TASK INSTRUCTIONS
The answer must consist of every line from the data that holds "InvalidHeader".
____ INFORMATION PROVIDED
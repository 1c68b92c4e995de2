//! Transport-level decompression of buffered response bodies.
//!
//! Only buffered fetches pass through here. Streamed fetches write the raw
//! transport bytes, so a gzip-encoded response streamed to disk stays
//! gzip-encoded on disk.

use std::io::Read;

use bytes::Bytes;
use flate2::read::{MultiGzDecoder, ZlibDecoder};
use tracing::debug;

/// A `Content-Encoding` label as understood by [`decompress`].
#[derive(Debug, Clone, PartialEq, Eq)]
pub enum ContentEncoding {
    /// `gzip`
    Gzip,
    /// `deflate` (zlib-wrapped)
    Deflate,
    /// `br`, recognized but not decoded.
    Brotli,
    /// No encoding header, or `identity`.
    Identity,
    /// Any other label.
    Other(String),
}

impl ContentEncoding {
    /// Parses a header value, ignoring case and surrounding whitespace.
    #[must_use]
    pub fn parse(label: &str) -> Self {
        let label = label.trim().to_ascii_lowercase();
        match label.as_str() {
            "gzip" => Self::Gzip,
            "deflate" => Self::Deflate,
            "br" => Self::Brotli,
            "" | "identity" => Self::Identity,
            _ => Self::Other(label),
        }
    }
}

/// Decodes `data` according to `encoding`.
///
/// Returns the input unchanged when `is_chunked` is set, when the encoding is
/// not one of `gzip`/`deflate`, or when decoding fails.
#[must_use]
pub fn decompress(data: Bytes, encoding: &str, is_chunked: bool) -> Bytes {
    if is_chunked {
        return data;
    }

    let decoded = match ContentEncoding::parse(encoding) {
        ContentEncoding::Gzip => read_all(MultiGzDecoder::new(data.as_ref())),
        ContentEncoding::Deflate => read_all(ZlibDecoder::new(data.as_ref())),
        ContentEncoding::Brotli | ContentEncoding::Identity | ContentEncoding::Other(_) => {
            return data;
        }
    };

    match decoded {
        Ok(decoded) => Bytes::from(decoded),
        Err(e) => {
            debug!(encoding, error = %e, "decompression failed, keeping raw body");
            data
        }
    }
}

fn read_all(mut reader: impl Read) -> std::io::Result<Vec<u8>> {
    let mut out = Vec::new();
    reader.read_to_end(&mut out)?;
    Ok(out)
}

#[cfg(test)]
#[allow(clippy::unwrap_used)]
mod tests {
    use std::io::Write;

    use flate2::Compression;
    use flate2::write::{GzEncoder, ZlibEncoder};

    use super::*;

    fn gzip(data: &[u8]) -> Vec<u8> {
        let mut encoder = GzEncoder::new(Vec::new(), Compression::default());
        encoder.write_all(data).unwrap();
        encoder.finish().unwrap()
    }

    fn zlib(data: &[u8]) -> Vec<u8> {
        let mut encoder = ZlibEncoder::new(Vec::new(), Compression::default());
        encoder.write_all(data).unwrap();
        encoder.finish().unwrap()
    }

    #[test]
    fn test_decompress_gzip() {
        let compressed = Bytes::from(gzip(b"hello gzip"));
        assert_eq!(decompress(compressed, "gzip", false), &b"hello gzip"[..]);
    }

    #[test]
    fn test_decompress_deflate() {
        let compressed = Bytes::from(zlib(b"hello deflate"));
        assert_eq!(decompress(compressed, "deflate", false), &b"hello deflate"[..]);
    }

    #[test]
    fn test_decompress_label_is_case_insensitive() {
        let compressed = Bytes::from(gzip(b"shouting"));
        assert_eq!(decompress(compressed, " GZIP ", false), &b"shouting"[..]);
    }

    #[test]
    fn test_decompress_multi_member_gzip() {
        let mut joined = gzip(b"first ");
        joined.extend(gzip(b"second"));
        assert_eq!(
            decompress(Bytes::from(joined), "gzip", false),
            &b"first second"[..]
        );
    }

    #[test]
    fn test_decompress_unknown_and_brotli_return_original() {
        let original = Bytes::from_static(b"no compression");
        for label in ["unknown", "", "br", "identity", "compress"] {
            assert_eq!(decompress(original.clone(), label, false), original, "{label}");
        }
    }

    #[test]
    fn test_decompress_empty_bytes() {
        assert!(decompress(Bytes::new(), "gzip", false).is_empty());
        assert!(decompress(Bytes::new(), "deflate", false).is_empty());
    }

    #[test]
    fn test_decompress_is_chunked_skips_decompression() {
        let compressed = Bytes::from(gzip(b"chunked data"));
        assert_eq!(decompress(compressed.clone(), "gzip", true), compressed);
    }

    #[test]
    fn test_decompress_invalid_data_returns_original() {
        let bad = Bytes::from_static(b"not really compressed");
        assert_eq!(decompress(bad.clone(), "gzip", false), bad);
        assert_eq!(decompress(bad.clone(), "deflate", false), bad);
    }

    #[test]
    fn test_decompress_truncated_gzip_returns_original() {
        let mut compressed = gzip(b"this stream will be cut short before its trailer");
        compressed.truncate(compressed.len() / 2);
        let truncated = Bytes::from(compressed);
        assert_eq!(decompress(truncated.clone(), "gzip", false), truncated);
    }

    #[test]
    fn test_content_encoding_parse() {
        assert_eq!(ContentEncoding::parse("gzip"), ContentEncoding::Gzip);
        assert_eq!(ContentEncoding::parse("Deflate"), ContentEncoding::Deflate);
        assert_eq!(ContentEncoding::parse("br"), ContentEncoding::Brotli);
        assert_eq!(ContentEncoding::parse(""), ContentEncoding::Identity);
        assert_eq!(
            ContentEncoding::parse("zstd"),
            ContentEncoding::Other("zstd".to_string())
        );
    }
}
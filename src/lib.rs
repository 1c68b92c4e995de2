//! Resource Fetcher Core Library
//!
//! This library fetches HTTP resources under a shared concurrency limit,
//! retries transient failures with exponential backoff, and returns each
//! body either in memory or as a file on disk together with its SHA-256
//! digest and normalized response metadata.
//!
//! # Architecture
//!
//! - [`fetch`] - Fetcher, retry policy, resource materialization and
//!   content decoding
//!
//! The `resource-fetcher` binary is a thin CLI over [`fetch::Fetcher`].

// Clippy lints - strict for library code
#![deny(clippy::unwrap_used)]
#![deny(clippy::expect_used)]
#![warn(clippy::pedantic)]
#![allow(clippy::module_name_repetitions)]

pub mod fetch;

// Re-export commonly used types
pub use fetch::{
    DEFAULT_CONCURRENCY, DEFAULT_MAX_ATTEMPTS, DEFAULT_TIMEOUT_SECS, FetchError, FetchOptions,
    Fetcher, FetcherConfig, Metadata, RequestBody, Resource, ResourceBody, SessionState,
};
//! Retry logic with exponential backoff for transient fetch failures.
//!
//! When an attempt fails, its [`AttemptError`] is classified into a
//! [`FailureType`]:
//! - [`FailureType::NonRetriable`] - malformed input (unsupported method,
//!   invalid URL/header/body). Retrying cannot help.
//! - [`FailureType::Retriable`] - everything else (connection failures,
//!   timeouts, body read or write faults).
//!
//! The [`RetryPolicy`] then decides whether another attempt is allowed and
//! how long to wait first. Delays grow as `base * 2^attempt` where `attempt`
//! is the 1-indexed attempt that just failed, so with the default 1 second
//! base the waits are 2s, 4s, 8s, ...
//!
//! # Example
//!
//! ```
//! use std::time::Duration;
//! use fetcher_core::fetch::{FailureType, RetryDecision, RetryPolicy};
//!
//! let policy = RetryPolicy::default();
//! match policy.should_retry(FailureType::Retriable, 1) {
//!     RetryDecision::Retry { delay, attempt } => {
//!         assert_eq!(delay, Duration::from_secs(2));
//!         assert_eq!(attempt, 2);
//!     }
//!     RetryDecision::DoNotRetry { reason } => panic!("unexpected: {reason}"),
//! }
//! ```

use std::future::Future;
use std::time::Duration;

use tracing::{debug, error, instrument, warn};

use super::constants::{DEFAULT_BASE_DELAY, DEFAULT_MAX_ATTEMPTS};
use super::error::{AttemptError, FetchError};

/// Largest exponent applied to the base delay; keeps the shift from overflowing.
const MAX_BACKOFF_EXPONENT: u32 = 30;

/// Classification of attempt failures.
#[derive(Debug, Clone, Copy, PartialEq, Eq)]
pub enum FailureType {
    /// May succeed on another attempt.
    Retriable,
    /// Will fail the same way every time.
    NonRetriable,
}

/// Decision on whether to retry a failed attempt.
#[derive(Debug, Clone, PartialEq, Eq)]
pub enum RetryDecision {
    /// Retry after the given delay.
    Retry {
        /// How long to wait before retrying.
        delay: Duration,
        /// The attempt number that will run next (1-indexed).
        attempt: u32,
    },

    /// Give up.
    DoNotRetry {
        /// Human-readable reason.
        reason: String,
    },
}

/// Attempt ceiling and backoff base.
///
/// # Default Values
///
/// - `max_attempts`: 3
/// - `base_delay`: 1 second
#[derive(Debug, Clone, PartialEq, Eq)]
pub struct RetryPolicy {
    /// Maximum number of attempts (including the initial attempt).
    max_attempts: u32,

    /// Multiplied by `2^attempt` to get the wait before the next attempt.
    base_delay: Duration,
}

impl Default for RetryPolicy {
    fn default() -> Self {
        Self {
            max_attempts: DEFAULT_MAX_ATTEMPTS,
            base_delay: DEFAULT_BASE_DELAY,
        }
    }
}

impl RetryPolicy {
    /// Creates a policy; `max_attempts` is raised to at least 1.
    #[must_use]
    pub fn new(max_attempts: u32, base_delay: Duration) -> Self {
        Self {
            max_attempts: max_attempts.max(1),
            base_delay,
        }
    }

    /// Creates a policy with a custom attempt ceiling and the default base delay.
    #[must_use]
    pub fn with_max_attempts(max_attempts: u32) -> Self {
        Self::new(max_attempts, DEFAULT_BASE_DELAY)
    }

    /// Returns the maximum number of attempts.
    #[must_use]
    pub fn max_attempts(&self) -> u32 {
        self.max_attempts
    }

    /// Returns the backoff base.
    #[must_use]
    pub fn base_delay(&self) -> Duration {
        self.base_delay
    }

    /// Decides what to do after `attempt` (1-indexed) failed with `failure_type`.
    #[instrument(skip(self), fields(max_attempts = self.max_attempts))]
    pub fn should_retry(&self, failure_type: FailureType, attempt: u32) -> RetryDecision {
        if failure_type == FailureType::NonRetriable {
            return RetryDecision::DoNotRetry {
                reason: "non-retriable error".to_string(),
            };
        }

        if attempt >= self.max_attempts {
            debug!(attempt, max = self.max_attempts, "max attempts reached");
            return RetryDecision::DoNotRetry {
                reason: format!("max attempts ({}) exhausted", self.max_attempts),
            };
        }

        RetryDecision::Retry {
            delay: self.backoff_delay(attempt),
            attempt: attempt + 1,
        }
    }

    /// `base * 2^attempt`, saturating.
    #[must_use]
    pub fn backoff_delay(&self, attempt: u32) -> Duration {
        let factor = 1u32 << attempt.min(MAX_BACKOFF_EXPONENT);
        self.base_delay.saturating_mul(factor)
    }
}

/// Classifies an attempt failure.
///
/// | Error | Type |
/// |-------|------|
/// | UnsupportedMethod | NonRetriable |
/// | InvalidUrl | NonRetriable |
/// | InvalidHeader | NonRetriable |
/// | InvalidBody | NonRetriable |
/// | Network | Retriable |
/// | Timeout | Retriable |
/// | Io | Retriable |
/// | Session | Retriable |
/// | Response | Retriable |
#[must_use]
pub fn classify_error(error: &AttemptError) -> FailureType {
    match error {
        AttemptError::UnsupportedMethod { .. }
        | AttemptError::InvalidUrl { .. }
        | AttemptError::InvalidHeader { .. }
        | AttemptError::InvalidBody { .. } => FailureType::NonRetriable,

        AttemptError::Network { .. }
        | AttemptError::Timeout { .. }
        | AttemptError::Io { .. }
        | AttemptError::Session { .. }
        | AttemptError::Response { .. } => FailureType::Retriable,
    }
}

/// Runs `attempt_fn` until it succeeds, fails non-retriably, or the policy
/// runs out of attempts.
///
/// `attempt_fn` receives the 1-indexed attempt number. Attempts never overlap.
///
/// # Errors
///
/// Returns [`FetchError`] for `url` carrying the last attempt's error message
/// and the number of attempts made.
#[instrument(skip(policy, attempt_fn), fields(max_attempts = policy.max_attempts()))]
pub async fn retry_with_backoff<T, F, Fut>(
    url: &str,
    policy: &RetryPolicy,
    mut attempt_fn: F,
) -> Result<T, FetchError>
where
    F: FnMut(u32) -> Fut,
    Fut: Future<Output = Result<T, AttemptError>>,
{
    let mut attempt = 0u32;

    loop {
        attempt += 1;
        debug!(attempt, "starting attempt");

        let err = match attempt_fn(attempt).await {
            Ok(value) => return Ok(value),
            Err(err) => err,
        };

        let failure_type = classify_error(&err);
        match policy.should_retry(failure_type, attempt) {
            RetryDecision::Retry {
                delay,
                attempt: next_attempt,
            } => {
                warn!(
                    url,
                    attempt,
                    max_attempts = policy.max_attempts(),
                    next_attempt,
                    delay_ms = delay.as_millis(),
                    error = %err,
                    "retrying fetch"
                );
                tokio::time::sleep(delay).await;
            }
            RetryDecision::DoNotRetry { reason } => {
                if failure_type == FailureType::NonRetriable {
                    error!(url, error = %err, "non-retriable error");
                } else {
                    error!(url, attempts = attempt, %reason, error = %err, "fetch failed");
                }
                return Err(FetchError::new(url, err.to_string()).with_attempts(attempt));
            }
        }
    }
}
________
____ INFORMATION PROVIDED
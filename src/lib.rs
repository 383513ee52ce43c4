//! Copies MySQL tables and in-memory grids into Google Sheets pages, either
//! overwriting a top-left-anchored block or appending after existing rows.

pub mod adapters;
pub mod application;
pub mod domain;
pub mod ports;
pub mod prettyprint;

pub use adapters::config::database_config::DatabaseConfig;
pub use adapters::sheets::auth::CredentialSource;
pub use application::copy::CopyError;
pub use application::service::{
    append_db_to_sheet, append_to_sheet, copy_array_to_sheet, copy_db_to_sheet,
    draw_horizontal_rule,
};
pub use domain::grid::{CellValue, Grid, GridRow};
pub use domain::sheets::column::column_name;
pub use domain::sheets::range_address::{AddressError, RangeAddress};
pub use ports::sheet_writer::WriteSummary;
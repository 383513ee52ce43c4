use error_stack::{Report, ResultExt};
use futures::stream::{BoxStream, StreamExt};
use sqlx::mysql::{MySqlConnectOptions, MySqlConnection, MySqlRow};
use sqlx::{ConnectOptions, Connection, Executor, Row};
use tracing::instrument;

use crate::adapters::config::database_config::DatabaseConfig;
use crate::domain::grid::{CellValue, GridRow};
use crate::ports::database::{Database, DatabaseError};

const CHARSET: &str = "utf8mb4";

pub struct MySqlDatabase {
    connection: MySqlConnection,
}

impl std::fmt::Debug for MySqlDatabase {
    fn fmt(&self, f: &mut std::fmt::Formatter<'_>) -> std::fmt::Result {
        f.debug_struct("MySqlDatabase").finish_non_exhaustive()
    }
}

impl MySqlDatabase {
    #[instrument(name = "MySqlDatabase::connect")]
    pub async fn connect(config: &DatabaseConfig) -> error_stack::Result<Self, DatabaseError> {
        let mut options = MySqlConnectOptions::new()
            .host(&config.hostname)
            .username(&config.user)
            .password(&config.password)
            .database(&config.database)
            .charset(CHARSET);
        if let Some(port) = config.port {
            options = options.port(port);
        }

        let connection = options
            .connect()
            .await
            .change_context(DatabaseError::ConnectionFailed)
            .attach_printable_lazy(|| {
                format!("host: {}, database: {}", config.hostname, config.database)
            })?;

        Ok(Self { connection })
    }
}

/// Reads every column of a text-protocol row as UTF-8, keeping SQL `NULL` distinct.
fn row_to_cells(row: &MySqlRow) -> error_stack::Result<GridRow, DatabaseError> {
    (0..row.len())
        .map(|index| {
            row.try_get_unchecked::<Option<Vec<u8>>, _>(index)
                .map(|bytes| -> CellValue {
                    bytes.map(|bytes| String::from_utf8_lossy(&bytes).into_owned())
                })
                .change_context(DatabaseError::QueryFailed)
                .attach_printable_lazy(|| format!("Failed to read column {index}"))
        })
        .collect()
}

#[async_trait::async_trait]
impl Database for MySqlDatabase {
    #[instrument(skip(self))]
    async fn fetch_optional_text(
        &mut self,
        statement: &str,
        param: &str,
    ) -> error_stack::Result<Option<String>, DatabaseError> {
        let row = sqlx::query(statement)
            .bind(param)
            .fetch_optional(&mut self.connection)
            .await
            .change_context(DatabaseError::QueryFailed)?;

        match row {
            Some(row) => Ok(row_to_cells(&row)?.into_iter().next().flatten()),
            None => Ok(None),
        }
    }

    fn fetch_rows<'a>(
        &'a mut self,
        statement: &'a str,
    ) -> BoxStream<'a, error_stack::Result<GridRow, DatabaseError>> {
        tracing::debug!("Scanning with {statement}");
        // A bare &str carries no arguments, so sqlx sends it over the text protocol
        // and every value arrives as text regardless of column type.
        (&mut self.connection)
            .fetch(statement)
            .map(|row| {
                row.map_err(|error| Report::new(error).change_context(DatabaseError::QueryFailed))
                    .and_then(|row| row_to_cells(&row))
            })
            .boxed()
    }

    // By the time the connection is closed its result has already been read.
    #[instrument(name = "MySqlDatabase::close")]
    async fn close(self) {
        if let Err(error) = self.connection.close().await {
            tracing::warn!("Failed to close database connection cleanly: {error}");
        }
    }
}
________
____ INFORMATION PROVIDED
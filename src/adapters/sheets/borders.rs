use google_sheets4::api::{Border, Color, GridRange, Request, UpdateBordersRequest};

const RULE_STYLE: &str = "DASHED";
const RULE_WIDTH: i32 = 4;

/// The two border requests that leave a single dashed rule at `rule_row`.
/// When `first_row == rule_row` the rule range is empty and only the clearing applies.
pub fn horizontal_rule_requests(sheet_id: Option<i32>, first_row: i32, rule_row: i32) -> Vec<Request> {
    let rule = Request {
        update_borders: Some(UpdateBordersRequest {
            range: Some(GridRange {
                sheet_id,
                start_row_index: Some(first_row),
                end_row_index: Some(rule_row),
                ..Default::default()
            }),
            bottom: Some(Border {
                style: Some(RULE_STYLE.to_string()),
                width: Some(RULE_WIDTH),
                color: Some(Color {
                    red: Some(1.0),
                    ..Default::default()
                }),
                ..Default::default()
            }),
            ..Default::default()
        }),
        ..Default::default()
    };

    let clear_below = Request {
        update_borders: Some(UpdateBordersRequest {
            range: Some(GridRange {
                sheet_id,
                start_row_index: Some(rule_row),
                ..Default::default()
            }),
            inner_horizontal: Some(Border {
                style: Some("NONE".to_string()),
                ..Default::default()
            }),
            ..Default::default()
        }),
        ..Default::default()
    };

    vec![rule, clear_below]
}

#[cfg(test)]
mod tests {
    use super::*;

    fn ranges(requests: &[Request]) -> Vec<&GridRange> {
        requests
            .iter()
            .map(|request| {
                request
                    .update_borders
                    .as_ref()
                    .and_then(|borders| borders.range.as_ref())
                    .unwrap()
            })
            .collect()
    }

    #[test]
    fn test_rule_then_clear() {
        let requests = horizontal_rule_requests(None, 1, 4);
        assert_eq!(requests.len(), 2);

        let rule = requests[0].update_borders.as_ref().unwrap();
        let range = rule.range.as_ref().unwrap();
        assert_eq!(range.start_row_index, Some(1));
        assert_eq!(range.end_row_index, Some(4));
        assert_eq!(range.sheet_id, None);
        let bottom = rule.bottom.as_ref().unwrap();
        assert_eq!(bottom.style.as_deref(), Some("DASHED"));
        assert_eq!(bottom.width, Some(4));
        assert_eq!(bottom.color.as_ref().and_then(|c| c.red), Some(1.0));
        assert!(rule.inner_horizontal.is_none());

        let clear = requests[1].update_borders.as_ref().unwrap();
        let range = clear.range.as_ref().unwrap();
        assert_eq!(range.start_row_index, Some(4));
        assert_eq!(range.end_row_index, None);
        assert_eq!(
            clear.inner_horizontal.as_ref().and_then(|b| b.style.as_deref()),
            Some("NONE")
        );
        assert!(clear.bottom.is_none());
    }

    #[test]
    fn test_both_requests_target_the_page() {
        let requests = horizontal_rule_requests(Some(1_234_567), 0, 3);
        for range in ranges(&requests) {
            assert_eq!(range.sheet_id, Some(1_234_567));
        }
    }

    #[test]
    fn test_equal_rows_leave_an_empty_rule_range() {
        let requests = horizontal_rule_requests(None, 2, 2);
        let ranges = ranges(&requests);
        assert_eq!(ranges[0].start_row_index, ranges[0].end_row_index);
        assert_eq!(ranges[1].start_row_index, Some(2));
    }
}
________
SOLUTION TO THE EXERCISE
/// | InvalidHeader | NonRetriable |
        | AttemptError::InvalidHeader { .. }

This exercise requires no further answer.